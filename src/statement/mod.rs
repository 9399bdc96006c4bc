//! There is no place in the grammar where both an expression and a statement
//! are allowed. The operands of, say, `+` are always expressions, never
//! statements. The body of a `while` loop is always a statement.

use crate::{parser::expression::Expression, scanner::Token};

/// A statement in the programming language.
#[derive(Debug, Clone, PartialEq)]
pub enum Statement<'a> {
	/// An expression used as a statement.
	Expression(Expression<'a>),
	/// A print statement.
	Print(Expression<'a>),
	/// A variable declaration statement.
	VarDeclaration {
		/// The token of the variable being declared.
		name_token:  Token<'a>,
		/// An optional initializer expression.
		initializer: Option<Expression<'a>>,
	},
	/// A block of statements, run in its own scope.
	Block(Vec<Statement<'a>>),
	If {
		condition:   Expression<'a>,
		then_branch: Box<Statement<'a>>,
		else_branch: Option<Box<Statement<'a>>>,
	},
	While {
		condition: Expression<'a>,
		body:      Box<Statement<'a>>,
	},
	/// Leave the innermost enclosing loop.
	Break(Token<'a>),
	/// Skip to the next condition check of the innermost enclosing loop.
	Continue(Token<'a>),
}

impl std::fmt::Display for Statement<'_> {
	fn fmt(&self, f: &mut std::fmt::Formatter<'_>) -> std::fmt::Result {
		match self {
			Statement::Expression(expression) => write!(f, "(; {expression})"),
			Statement::Print(expression) => write!(f, "(print {expression})"),
			Statement::VarDeclaration { name_token, initializer: Some(initializer) } => {
				write!(f, "(var {} {initializer})", name_token.lexeme)
			}
			Statement::VarDeclaration { name_token, initializer: None } => write!(f, "(var {})", name_token.lexeme),
			Statement::Block(statements) => {
				write!(f, "(block")?;
				for statement in statements {
					write!(f, " {statement}")?;
				}
				write!(f, ")")
			}
			Statement::If { condition, then_branch, else_branch: Some(else_branch) } => {
				write!(f, "(if {condition} {then_branch} {else_branch})")
			}
			Statement::If { condition, then_branch, else_branch: None } => write!(f, "(if {condition} {then_branch})"),
			Statement::While { condition, body } => write!(f, "(while {condition} {body})"),
			Statement::Break(_) => write!(f, "(break)"),
			Statement::Continue(_) => write!(f, "(continue)"),
		}
	}
}
use crate::{parser::MAX_NESTING, scanner::{Token, TokenType}};

#[derive(thiserror::Error, Debug)]
pub enum ParserError {
	#[error("{0}")]
	InternalError(#[from] anyhow::Error),
	#[error(transparent)]
	ParseError(#[from] ParseError),
}

/// A syntax error, located at the token the parser gave up on.
#[derive(thiserror::Error, Debug, Clone, PartialEq)]
#[error("line {line}, column {column} at {found}: {type}")]
pub struct ParseError {
	line:   usize,
	column: usize,
	/// `'lexeme'` of the offending token, or `end` at end of input.
	found:  String,
	r#type: ParseErrorType,
}

impl ParseError {
	pub fn new(token: &Token<'_>, r#type: ParseErrorType) -> Self {
		let found =
			if matches!(token.r#type, TokenType::Eof) { "end".to_string() } else { format!("'{}'", token.lexeme) };
		Self { line: token.line, column: token.column, found, r#type }
	}

	pub fn line(&self) -> usize { self.line }

	pub fn column(&self) -> usize { self.column }

	pub fn r#type(&self) -> &ParseErrorType { &self.r#type }
}

#[derive(Debug, Clone, PartialEq)]
pub enum ParseErrorType {
	ExpectedExpression,
	/// A specific token was required, e.g. `';' after value`.
	Expected(&'static str),
	InvalidAssignmentTarget,
	/// `break` or `continue` outside of any `while` body.
	OutsideLoop(&'static str),
	/// More than `MAX_NESTING` blocks, bodies or subexpressions open at once.
	TooDeeplyNested,
}

impl std::fmt::Display for ParseErrorType {
	fn fmt(&self, f: &mut std::fmt::Formatter<'_>) -> std::fmt::Result {
		use ParseErrorType::*;
		match self {
			ExpectedExpression => {
				write!(f, "Expect expression")
			}
			Expected(what) => {
				write!(f, "Expect {what}")
			}
			InvalidAssignmentTarget => {
				write!(f, "Invalid assignment target")
			}
			OutsideLoop(keyword) => {
				write!(f, "Can't use '{keyword}' outside of a loop")
			}
			TooDeeplyNested => {
				write!(f, "Nesting deeper than {MAX_NESTING} levels")
			}
		}
	}
}
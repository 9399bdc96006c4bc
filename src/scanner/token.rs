use std::borrow::Cow;

/// A token produced by the scanner
#[derive(Debug, Clone, PartialEq)]
pub struct Token<'a> {
	pub r#type: TokenType<'a>,
	/// The exact source text the token was scanned from.
	pub lexeme: &'a str,
	/// Line of the token's first character, starting at 1.
	pub line:   usize,
	/// Column of the token's first character, in characters, starting at 1.
	pub column: usize,
}

impl<'a> Token<'a> {
	pub fn new(r#type: TokenType<'a>, lexeme: &'a str, line: usize, column: usize) -> Self {
		Self { r#type, lexeme, line, column }
	}
}

/// The different types of tokens. Literal tokens carry their scanned value.
#[derive(Debug, Clone, PartialEq)]
pub enum TokenType<'a> {
	// Dropped by the scanner before parsing.
	NewLine,
	/// ` `, `\r` or `\t`.
	EmptyChar,
	/// `// ...` to end of line, or `/* ... */` across lines.
	Comment,

	// Punctuation and operators.
	LeftParen,
	RightParen,
	LeftBrace,
	RightBrace,
	Comma,
	Dot,
	Minus,
	Plus,
	Semicolon,
	Slash,
	Star,
	Bang,
	BangEqual,
	Equal,
	EqualEqual,
	Greater,
	GreaterEqual,
	Less,
	LessEqual,

	Identifier(&'a str),
	/// Escapes already resolved; borrows the source when there were none.
	StringLiteral(Cow<'a, str>),
	NumberLiteral(f64),

	// Keywords. `class`, `fun`, `for`, `return`, `super` and `this` are
	// reserved words with no statement of their own.
	And,
	Break,
	Class,
	Continue,
	Else,
	False,
	Fun,
	For,
	If,
	Nil,
	Or,
	Print,
	Return,
	Super,
	This,
	True,
	Var,
	While,

	Eof,
}

impl<'a> TokenType<'a> {
	pub fn is_ignored(&self) -> bool {
		matches!(self, TokenType::EmptyChar | TokenType::NewLine | TokenType::Comment)
	}

	/// Tokens the parser resynchronizes on after a syntax error.
	pub fn starts_statement(&self) -> bool {
		use TokenType::*;
		matches!(self, Class | Fun | Var | For | If | While | Print | Return | Break | Continue)
	}

	pub fn keyword_or_identifier(value: &'a str) -> Self {
		match value {
			"and" => TokenType::And,
			"break" => TokenType::Break,
			"class" => TokenType::Class,
			"continue" => TokenType::Continue,
			"else" => TokenType::Else,
			"false" => TokenType::False,
			"for" => TokenType::For,
			"fun" => TokenType::Fun,
			"if" => TokenType::If,
			"nil" => TokenType::Nil,
			"or" => TokenType::Or,
			"print" => TokenType::Print,
			"return" => TokenType::Return,
			"super" => TokenType::Super,
			"this" => TokenType::This,
			"true" => TokenType::True,
			"var" => TokenType::Var,
			"while" => TokenType::While,
			_ => TokenType::Identifier(value),
		}
	}
}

(YOUR OBJECTIVE)
Say every entry again, exactly as it reads.

(OUTPUT OF THE EXERCISE)
filename src/statement/mod.rs
repository 9399bdc96006c4bc
//! There is no place in the grammar where both an expression and a statement
//! are allowed. The operands of, say, `+` are always expressions, never
//! statements. The body of a `while` loop is always a statement.

use crate::{parser::expression::Expression, scanner::Token};

/// A statement in the programming language.
#[derive(Debug, Clone, PartialEq)]
pub enum Statement<'a> {
	/// An expression used as a statement.
	Expression(Expression<'a>),
	/// A print statement.
	Print(Expression<'a>),
	/// A variable declaration statement.
	VarDeclaration {
		/// The token of the variable being declared.
		name_token:  Token<'a>,
		/// An optional initializer expression.
		initializer: Option<Expression<'a>>,
	},
	/// A block of statements, run in its own scope.
	Block(Vec<Statement<'a>>),
	If {
		condition:   Expression<'a>,
		then_branch: Box<Statement<'a>>,
		else_branch: Option<Box<Statement<'a>>>,
	},
	While {
		condition: Expression<'a>,
		body:      Box<Statement<'a>>,
	},
	/// Leave the innermost enclosing loop.
	Break(Token<'a>),
	/// Skip to the next condition check of the innermost enclosing loop.
	Continue(Token<'a>),
}

impl std::fmt::Display for Statement<'_> {
	fn fmt(&self, f: &mut std::fmt::Formatter<'_>) -> std::fmt::Result {
		match self {
			Statement::Expression(expression) => write!(f, "(; {expression})"),
			Statement::Print(expression) => write!(f, "(print {expression})"),
			Statement::VarDeclaration { name_token, initializer: Some(initializer) } => {
				write!(f, "(var {} {initializer})", name_token.lexeme)
			}
			Statement::VarDeclaration { name_token, initializer: None } => write!(f, "(var {})", name_token.lexeme),
			Statement::Block(statements) => {
				write!(f, "(block")?;
				for statement in statements {
					write!(f, " {statement}")?;
				}
				write!(f, ")")
			}
			Statement::If { condition, then_branch, else_branch: Some(else_branch) } => {
				write!(f, "(if {condition} {then_branch} {else_branch})")
			}
			Statement::If { condition, then_branch, else_branch: None } => write!(f, "(if {condition} {then_branch})"),
			Statement::While { condition, body } => write!(f, "(while {condition} {body})"),
			Statement::Break(_) => write!(f, "(break)"),
			Statement::Continue(_) => write!(f, "(continue)"),
		}
	}
}
use crate::{parser::MAX_NESTING, scanner::{Token, TokenType}};

#[derive(thiserror::Error, Debug)]
pub enum ParserError {
	#[error("{0}")]
	InternalError(#[from] anyhow::Error),
	#[error(transparent)]
	ParseError(#[from] ParseError),
}

/// A syntax error, located at the token the parser gave up on.
#[derive(thiserror::Error, Debug, Clone, PartialEq)]
#[error("line {line}, column {column} at {found}: {type}")]
pub struct ParseError {
	line:   usize,
	column: usize,
	/// `'lexeme'` of the offending token, or `end` at end of input.
	found:  String,
	r#type: ParseErrorType,
}

impl ParseError {
	pub fn new(token: &Token<'_>, r#type: ParseErrorType) -> Self {
		let found =
			if matches!(token.r#type, TokenType::Eof) { "end".to_string() } else { format!("'{}'", token.lexeme) };
		Self { line: token.line, column: token.column, found, r#type }
	}

	pub fn line(&self) -> usize { self.line }

	pub fn column(&self) -> usize { self.column }

	pub fn r#type(&self) -> &ParseErrorType { &self.r#type }
}

#[derive(Debug, Clone, PartialEq)]
pub enum ParseErrorType {
	ExpectedExpression,
	/// A specific token was required, e.g. `';' after value`.
	Expected(&'static str),
	InvalidAssignmentTarget,
	/// `break` or `continue` outside of any `while` body.
	OutsideLoop(&'static str),
	/// More than `MAX_NESTING` blocks, bodies or subexpressions open at once.
	TooDeeplyNested,
}

impl std::fmt::Display for ParseErrorType {
	fn fmt(&self, f: &mut std::fmt::Formatter<'_>) -> std::fmt::Result {
		use ParseErrorType::*;
		match self {
			ExpectedExpression => {
				write!(f, "Expect expression")
			}
			Expected(what) => {
				write!(f, "Expect {what}")
			}
			InvalidAssignmentTarget => {
				write!(f, "Invalid assignment target")
			}
			OutsideLoop(keyword) => {
				write!(f, "Can't use '{keyword}' outside of a loop")
			}
			TooDeeplyNested => {
				write!(f, "Nesting deeper than {MAX_NESTING} levels")
			}
		}
	}
}
repository 9399bdc96006c4bc
filename src/scanner/token.rs
use std::borrow::Cow;

/// A token produced by the scanner
#[derive(Debug, Clone, PartialEq)]
pub struct Token<'a> {
	pub r#type: TokenType<'a>,
	/// The exact source text the token was scanned from.
	pub lexeme: &'a str,
	/// Line of the token's first character, starting at 1.
	pub line:   usize,
	/// Column of the token's first character, in characters, starting at 1.
	pub column: usize,
}

impl<'a> Token<'a> {
	pub fn new(r#type: TokenType<'a>, lexeme: &'a str, line: usize, column: usize) -> Self {
		Self { r#type, lexeme, line, column }
	}
}

/// The different types of tokens. Literal tokens carry their scanned value.
#[derive(Debug, Clone, PartialEq)]
pub enum TokenType<'a> {
	// Dropped by the scanner before parsing.
	NewLine,
	/// ` `, `\r` or `\t`.
	EmptyChar,
	/// `// ...` to end of line, or `/* ... */` across lines.
	Comment,

	// Punctuation and operators.
	LeftParen,
	RightParen,
	LeftBrace,
	RightBrace,
	Comma,
	Dot,
	Minus,
	Plus,
	Semicolon,
	Slash,
	Star,
	Bang,
	BangEqual,
	Equal,
	EqualEqual,
	Greater,
	GreaterEqual,
	Less,
	LessEqual,

	Identifier(&'a str),
	/// Escapes already resolved; borrows the source when there were none.
	StringLiteral(Cow<'a, str>),
	NumberLiteral(f64),

	// Keywords. `class`, `fun`, `for`, `return`, `super` and `this` are
	// reserved words with no statement of their own.
	And,
	Break,
	Class,
	Continue,
	Else,
	False,
	Fun,
	For,
	If,
	Nil,
	Or,
	Print,
	Return,
	Super,
	This,
	True,
	Var,
	While,

	Eof,
}

impl<'a> TokenType<'a> {
	pub fn is_ignored(&self) -> bool {
		matches!(self, TokenType::EmptyChar | TokenType::NewLine | TokenType::Comment)
	}

	/// Tokens the parser resynchronizes on after a syntax error.
	pub fn starts_statement(&self) -> bool {
		use TokenType::*;
		matches!(self, Class | Fun | Var | For | If | While | Print | Return | Break | Continue)
	}

	pub fn keyword_or_identifier(value: &'a str) -> Self {
		match value {
			"and" => TokenType::And,
			"break" => TokenType::Break,
			"class" => TokenType::Class,
			"continue" => TokenType::Continue,
			"else" => TokenType::Else,
			"false" => TokenType::False,
			"for" => TokenType::For,
			"fun" => TokenType::Fun,
			"if" => TokenType::If,
			"nil" => TokenType::Nil,
			"or" => TokenType::Or,
			"print" => TokenType::Print,
			"return" => TokenType::Return,
			"super" => TokenType::Super,
			"this" => TokenType::This,
			"true" => TokenType::True,
			"var" => TokenType::Var,
			"while" => TokenType::While,
			_ => TokenType::Identifier(value),
		}
	}
}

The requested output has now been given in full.